_Task requirements_. Scan the records for the word "BcryptError". Copy each line that includes it.

++++ Record excerpts ++++

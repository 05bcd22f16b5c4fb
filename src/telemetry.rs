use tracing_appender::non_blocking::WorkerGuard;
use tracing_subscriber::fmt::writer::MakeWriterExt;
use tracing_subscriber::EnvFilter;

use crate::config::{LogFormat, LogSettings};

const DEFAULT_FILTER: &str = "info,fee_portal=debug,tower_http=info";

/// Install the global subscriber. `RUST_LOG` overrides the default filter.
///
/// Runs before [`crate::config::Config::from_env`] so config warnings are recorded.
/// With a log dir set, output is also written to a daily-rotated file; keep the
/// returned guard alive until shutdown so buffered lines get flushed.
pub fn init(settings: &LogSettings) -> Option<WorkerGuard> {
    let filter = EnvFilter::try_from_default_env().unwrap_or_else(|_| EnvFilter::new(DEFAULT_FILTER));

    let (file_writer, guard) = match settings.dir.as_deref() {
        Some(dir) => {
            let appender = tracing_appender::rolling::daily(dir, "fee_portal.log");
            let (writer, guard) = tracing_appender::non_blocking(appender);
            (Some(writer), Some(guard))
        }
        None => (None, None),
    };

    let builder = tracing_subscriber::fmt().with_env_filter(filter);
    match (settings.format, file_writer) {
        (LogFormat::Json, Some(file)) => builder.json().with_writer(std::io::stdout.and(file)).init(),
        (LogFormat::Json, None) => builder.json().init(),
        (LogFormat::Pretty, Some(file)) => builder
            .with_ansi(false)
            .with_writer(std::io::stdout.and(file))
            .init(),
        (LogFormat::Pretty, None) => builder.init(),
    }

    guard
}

++++
++++ Record excerpts ++++

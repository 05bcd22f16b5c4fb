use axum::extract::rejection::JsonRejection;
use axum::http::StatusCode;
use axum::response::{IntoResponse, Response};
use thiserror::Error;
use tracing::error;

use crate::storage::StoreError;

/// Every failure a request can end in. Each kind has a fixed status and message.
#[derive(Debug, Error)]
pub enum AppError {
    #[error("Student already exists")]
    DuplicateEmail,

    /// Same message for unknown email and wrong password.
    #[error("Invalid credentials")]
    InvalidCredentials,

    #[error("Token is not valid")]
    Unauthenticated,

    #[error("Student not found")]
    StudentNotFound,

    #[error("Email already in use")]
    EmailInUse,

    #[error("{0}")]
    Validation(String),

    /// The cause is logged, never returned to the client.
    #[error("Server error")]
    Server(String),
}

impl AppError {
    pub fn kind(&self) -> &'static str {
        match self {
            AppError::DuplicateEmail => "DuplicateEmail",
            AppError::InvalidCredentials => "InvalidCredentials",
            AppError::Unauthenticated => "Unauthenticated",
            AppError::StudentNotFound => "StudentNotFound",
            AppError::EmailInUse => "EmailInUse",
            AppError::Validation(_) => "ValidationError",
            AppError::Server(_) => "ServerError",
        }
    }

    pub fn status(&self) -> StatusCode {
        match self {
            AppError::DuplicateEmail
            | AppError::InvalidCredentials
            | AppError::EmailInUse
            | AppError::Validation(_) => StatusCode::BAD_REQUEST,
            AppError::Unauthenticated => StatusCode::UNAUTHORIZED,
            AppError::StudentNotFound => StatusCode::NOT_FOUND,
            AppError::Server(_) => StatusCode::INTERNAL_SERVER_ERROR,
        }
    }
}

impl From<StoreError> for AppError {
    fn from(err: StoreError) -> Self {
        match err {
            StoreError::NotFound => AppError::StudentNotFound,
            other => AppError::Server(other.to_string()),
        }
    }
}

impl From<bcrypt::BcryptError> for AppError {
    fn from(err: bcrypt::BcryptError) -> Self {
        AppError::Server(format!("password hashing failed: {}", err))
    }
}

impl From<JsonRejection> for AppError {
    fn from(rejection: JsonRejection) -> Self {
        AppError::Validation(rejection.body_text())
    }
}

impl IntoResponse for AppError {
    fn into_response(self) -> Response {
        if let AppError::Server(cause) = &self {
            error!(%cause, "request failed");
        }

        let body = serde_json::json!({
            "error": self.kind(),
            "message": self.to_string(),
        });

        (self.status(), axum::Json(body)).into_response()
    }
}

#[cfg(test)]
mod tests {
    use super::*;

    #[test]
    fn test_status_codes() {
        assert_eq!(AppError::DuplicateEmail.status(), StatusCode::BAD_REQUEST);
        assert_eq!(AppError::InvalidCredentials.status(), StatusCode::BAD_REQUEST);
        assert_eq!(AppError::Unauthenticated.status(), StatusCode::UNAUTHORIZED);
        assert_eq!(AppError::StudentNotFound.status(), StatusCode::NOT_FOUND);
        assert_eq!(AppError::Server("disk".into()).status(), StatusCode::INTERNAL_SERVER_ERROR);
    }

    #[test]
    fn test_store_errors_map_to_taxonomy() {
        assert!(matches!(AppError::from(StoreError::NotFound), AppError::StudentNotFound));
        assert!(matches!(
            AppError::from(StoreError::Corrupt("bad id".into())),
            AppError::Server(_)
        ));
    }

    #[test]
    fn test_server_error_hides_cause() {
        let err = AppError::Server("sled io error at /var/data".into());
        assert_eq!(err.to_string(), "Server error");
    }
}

++++

_Task result_.
impl From<bcrypt::BcryptError> for AppError {
    fn from(err: bcrypt::BcryptError) -> Self {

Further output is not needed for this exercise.